Biden addresses shortcomings of single-payer health care systems

Democratic presidential hopeful Joe Biden made a shocking admission on Sunday concerning socialized health care systems and their ability to handle pandemic such as the one facing the world right now.

According to The Washington Times, Biden admitted during Sunday’s debate with Vermont Sen. Bernie Sanders that the coronavirus outbreak in Italy has exposed the very serious shortcomings of such health care structures.

Such a statement from a potential Democrat nominee is telling. Single-payer health care systems around the world have been overwhelmed by the current pandemic, despite Sanders’ protestations to the contrary.

Biden’s critique

COVID-19 has been a significant stress test for health care systems around the world. Most have failed the test and the consequences are devastating.

“You have a single-payer system in Italy. It doesn’t work there. It has nothing to do with ‘Medicare for All.’ That will not serve the problem at all,” Biden sniped during his first one-on-one debate with Sanders.

The reality is that the pandemic is overloading the health care systems in the hardest-hit countries. There simply aren’t enough beds to deal with thousands of critical cases at once.

What Biden said about Italy isn’t far from the truth. The country is facing immense pressure from the outbreak that has been devastating the country and wreaking havoc on its health care system and economy, as The New York Times notes.

Sanders took an opposite posture, arguing that “this coronavirus pandemic exposes the incredible weakness and dysfunctionality of our current health care system” and calling for government-controlled health care as the solution to the crisis.

Potentially pivotal moment

Biden’s commentary could end up having a significant impact on the race for the nomination. Attacking single-payer health care could be seen as anathema in the modern Democratic Party and may alienate progressive voters who already are far from sold on Biden.

While many see the former vice president as the inevitable nominee, there is still time for Sanders to make inroads, though the pandemic has caused significant disruption to the primary election schedule.

Using Biden’s comments on health care against him could provide a much-needed boost for Sanders.

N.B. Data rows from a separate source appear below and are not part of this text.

use eyre::Result;
use sqlx::{Pool, Postgres};
use tracing::info;

pub async fn initialize_database(pool: &Pool<Postgres>) -> Result<()> {
    info!("Initializing database schema...");

    // Create users table
    sqlx::query(
        r#"
        CREATE TABLE IF NOT EXISTS users (
            id UUID PRIMARY KEY DEFAULT gen_random_uuid(),
            name VARCHAR(255) NOT NULL,
            email VARCHAR(255) NOT NULL UNIQUE,
            password_hash VARCHAR(255) NOT NULL,
            created_at TIMESTAMP NOT NULL DEFAULT LOCALTIMESTAMP
        );
        "#,
    )
    .execute(pool)
    .await?;

    // Create appointments table; one appointment per provider and hour
    sqlx::query(
        r#"
        CREATE TABLE IF NOT EXISTS appointments (
            id UUID PRIMARY KEY DEFAULT gen_random_uuid(),
            provider_id UUID NOT NULL REFERENCES users(id) ON DELETE CASCADE,
            user_id UUID NOT NULL REFERENCES users(id) ON DELETE CASCADE,
            date TIMESTAMP NOT NULL,
            created_at TIMESTAMP NOT NULL DEFAULT LOCALTIMESTAMP,
            CONSTRAINT appointments_provider_date_key UNIQUE (provider_id, date)
        );
        "#,
    )
    .execute(pool)
    .await?;

    // Create indexes, one statement per prepared query
    for statement in [
        "CREATE INDEX IF NOT EXISTS idx_appointments_user_id ON appointments(user_id)",
        "CREATE INDEX IF NOT EXISTS idx_appointments_date ON appointments(date)",
    ] {
        sqlx::query(statement).execute(pool).await?;
    }

    info!("Database schema initialized successfully.");
    Ok(())
}
use barbershop_db::{create_pool, schema::initialize_database};
use color_eyre::eyre::{Result, WrapErr};
use dotenv::dotenv;
use tracing::{info, Level};
use tracing_subscriber::FmtSubscriber;

#[tokio::main]
async fn main() -> Result<()> {
    // Initialize error handling
    color_eyre::install()?;

    // Initialize logging
    let subscriber = FmtSubscriber::builder()
        .with_max_level(Level::INFO)
        .finish();
    tracing::subscriber::set_global_default(subscriber)?;

    // Load environment variables
    dotenv().ok();

    let database_url = std::env::var("DATABASE_URL")
        .wrap_err("DATABASE_URL environment variable must be set")?;

    info!("Connecting to database...");
    let db_pool = create_pool(&database_url).await?;

    initialize_database(&db_pool).await?;
    info!("Database is ready");

    Ok(())
}
//! # Error Handling Middleware
//!
//! This module maps domain errors to HTTP status codes and JSON error
//! responses, so every handler reports failures in the same shape:
//!
//! ```json
//! { "error": "Validation error: month must be between 1 and 12" }
//! ```

use axum::{
    http::StatusCode,
    response::{IntoResponse, Response},
    Json,
};
use barbershop_core::errors::BarberError;
use serde_json::json;

/// Application error wrapper that provides HTTP status code mapping
///
/// `AppError` wraps a `BarberError` and implements `IntoResponse`, so
/// handlers can return `Result<Json<T>, AppError>` and use `?` on both
/// domain results and repository results.
#[derive(Debug)]
pub struct AppError(pub BarberError);

impl AppError {
    pub fn status(&self) -> StatusCode {
        match &self.0 {
            BarberError::NotFound(_) => StatusCode::NOT_FOUND,
            BarberError::Validation(_) => StatusCode::BAD_REQUEST,
            BarberError::Conflict(_) => StatusCode::CONFLICT,
            BarberError::Authentication(_) => StatusCode::UNAUTHORIZED,
            BarberError::Database(_) => StatusCode::INTERNAL_SERVER_ERROR,
            BarberError::Internal(_) => StatusCode::INTERNAL_SERVER_ERROR,
        }
    }
}

impl IntoResponse for AppError {
    fn into_response(self) -> Response {
        let status = self.status();

        if status.is_server_error() {
            tracing::error!("Request failed: {:?}", self.0);
        }

        let body = Json(json!({ "error": self.0.to_string() }));
        (status, body).into_response()
    }
}

impl From<BarberError> for AppError {
    fn from(err: BarberError) -> Self {
        AppError(err)
    }
}

/// Repository failures surface as `BarberError::Database`
impl From<eyre::Report> for AppError {
    fn from(err: eyre::Report) -> Self {
        AppError(BarberError::Database(err))
    }
}

/// Maps a BarberError to an HTTP response
pub fn map_error(err: BarberError) -> Response {
    AppError(err).into_response()
}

Biden said he would veto Medicare for All proposals because of their massive price tags, according to CNBC — and while this stance appeals to moderates, it may cause those on the far left to stay home this November.

The 2020 election will be different from any other in recent memory. The coronavirus crisis will shape every point of policy, and we may have already seen the Democratic primary race shift dramatically as a result.